La TVA sur les loyers bouscule le marché de l’immobilier d’entreprise

Le fisc redresse les propriétaires qui n’appliquent pas cette taxe à  leurs locataires.

L’atmosphère est tendue sur le marché de l’immobilier d’entreprise. Depuis quelques mois, les locataires de bureaux, de commerce et de locaux industriels ont la désagréable surprise d’être notifiés de hausses substantielles de leurs loyers. Non pas que les bailleurs deviennent plus gourmands, mais ceux-ci sont désormais rattrapés par la Direction générale des impôts (DGI) qui leur réclame la TVA sur les loyers perçus. Conséquence logique, les propriétaires augmentent leurs loyers de 20%.

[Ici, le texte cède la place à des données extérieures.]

impl TrimManager {
    pub const fn new() -> Self {
        Self {
            disks: BTreeMap::new(),
            stats: BTreeMap::new(),
            batches: BTreeMap::new(),
            trim_callback: None,
            scheduled_interval: 3600, // 1 hour default
            auto_trim: true,
            auto_trim_threshold: 0,
            global_stats: TrimStats {
                total_commands: 0,
                total_sectors_trimmed: 0,
                total_bytes_trimmed: 0,
                failed_commands: 0,
                last_trim_time: 0,
                last_scheduled_trim: 0,
            },
        }
    }

    /// Register a disk
    pub fn register_disk(&mut self, info: TrimDiskInfo) {
        let id = info.id;
        let max_ranges = info.capabilities.max_ranges_per_cmd.max(64) as usize;
        let max_sectors = info.capabilities.max_range_sectors.max(65535);

        self.disks.insert(id, info);
        self.stats.insert(id, TrimStats::default());
        self.batches.insert(id, TrimBatch::new(id, max_ranges, max_sectors));
    }

    /// Unregister a disk
    pub fn unregister_disk(&mut self, disk_id: DiskId) {
        self.disks.remove(&disk_id);
        self.stats.remove(&disk_id);
        self.batches.remove(&disk_id);
    }

    /// Get disk info
    pub fn get_disk(&self, disk_id: DiskId) -> Option<&TrimDiskInfo> {
        self.disks.get(&disk_id)
    }

    /// Check if disk supports TRIM
    pub fn supports_trim(&self, disk_id: DiskId) -> bool {
        self.disks
            .get(&disk_id)
            .map(|d| d.capabilities.supported)
            .unwrap_or(false)
    }

    /// Set TRIM callback
    pub fn set_callback(&mut self, callback: TrimCallback) {
        self.trim_callback = Some(callback);
    }

    /// Set scheduled TRIM interval
    pub fn set_scheduled_interval(&mut self, seconds: u64) {
        self.scheduled_interval = seconds;
    }

    /// Enable/disable auto-TRIM
    pub fn set_auto_trim(&mut self, enabled: bool) {
        self.auto_trim = enabled;
    }

    /// Queue a TRIM operation (batched)
    pub fn queue_trim(&mut self, disk_id: DiskId, range: TrimRange) -> TrimResult {
        // Check if disk supports TRIM
        if !self.supports_trim(disk_id) {
            return TrimResult::NotSupported;
        }

        // Validate range
        if let Some(disk) = self.disks.get(&disk_id) {
            if range.start + range.count > disk.total_sectors {
                return TrimResult::InvalidRange;
            }
        } else {
            return TrimResult::DeviceError;
        }

        // Check if batch is full (without holding mutable borrow)
        let needs_flush = match self.batches.get(&disk_id) {
            Some(b) => b.is_full(),
            None => return TrimResult::DeviceError,
        };

        // Flush if needed before adding
        if needs_flush {
            let _ = self.flush_batch(disk_id);
        }

        // Now add to batch
        let batch = match self.batches.get_mut(&disk_id) {
            Some(b) => b,
            None => return TrimResult::DeviceError,
        };

        if !batch.add(range) {
            return TrimResult::DeviceError;
        }

        TrimResult::Success
    }

    /// Immediate TRIM (no batching)
    pub fn trim_immediate(&mut self, disk_id: DiskId, ranges: &[TrimRange]) -> TrimResult {
        // Check if disk supports TRIM
        if !self.supports_trim(disk_id) {
            return TrimResult::NotSupported;
        }

        // Validate ranges
        if let Some(disk) = self.disks.get(&disk_id) {
            for range in ranges {
                if range.start + range.count > disk.total_sectors {
                    return TrimResult::InvalidRange;
                }
            }
        } else {
            return TrimResult::DeviceError;
        }

        // Execute TRIM
        self.execute_trim(disk_id, ranges)
    }

    /// Flush pending TRIM batch for a disk
    pub fn flush_batch(&mut self, disk_id: DiskId) -> TrimResult {
        let batch = match self.batches.get_mut(&disk_id) {
            Some(b) => b,
            None => return TrimResult::DeviceError,
        };

        if batch.ranges().is_empty() {
            return TrimResult::Success;
        }

        let ranges: Vec<TrimRange> = batch.ranges().to_vec();
        batch.clear();

        self.execute_trim(disk_id, &ranges)
    }

    /// Flush all pending batches
    pub fn flush_all(&mut self) -> TrimResult {
        let disk_ids: Vec<DiskId> = self.disks.keys().copied().collect();
        let mut result = TrimResult::Success;

        for disk_id in disk_ids {
            match self.flush_batch(disk_id) {
                TrimResult::Success => {}
                TrimResult::Partial => result = TrimResult::Partial,
                other => {
                    if result == TrimResult::Success {
                        result = other;
                    }
                }
            }
        }

        result
    }

    /// Execute TRIM via callback
    fn execute_trim(&mut self, disk_id: DiskId, ranges: &[TrimRange]) -> TrimResult {
        let callback = match self.trim_callback {
            Some(f) => f,
            None => return TrimResult::NotSupported,
        };

        let result = callback(disk_id, ranges);

        // Update statistics
        let now = crate::time::realtime().tv_sec as u64;

        if let Some(stats) = self.stats.get_mut(&disk_id) {
            stats.total_commands += 1;

            match result {
                TrimResult::Success => {
                    let sectors: u64 = ranges.iter().map(|r| r.count).sum();
                    stats.total_sectors_trimmed += sectors;
                    stats.total_bytes_trimmed += sectors * 512;
                    stats.last_trim_time = now;
                }
                TrimResult::Partial => {
                    // Count partial as half success for stats
                    let sectors: u64 = ranges.iter().map(|r| r.count).sum();
                    stats.total_sectors_trimmed += sectors / 2;
                    stats.total_bytes_trimmed += (sectors / 2) * 512;
                }
                _ => {
                    stats.failed_commands += 1;
                }
            }
        }

        // Update global stats
        self.global_stats.total_commands += 1;
        if result == TrimResult::Success {
            let sectors: u64 = ranges.iter().map(|r| r.count).sum();
            self.global_stats.total_sectors_trimmed += sectors;
            self.global_stats.total_bytes_trimmed += sectors * 512;
            self.global_stats.last_trim_time = now;
        } else if result != TrimResult::Success && result != TrimResult::Partial {
            self.global_stats.failed_commands += 1;
        }

        result
    }

    /// Run scheduled TRIM (fstrim-like)
    pub fn run_scheduled_trim(&mut self) -> u64 {
        let now = crate::time::realtime().tv_sec as u64;
        self.global_stats.last_scheduled_trim = now;

        // Flush all pending batches
        let _ = self.flush_all();

        self.global_stats.total_sectors_trimmed
    }

    /// Get disk statistics
    pub fn get_disk_stats(&self, disk_id: DiskId) -> Option<&TrimStats> {
        self.stats.get(&disk_id)
    }

    /// Get global statistics
    pub fn global_stats(&self) -> &TrimStats {
        &self.global_stats
    }

    /// List all registered disks
    pub fn list_disks(&self) -> Vec<DiskId> {
        self.disks.keys().copied().collect()
    }

    /// TRIM an entire disk (dangerous!)
    pub fn secure_erase_range(
        &mut self,
        disk_id: DiskId,
        start: Lba,
        count: u64,
    ) -> TrimResult {
        self.trim_immediate(disk_id, &[TrimRange::new(start, count)])
    }
}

Jusqu’à il y a peu, il était largement admis que les locations portant sur des locaux à usage industriel ou commercial n’avaient pas à supporter de TVA. Il faut dire que le fisc n’a jamais vraiment contredit cette interprétation. Mais ce «cadeau» n’a pas tenu bien longtemps face à la chasse aux recettes fiscales dans laquelle est engagée actuellement l’administration, dans le sillage de l’effort pour redresser les finances publiques. Le fisc a annoncé la couleur dans une interprétation rendue publique le 3 mars 2014 déjà.

Celle-ci explicite que «les locations portant sur les locaux à usage industriel ou commercial sont passibles de la TVA au taux normal de 20%». Pour étayer cette interprétation, l’administration explique que les actifs mis en location engendrent des prestations de services et des charges communes aux différents locataires, ce qui les soumet à la TVA. S’en sont suivis des redressements de nombreux propriétaires, ce qui les a poussés à rapidement rentrer dans les rangs. Naturellement, le surcoût supporté par les locataires n’est pas à proprement parler une charge vu qu’il peut être récupéré sur la TVA facturée. Néanmoins, dans une conjoncture où la trésorerie des entreprises est déjà mise à rude épreuve, ce changement reste délicat à gérer.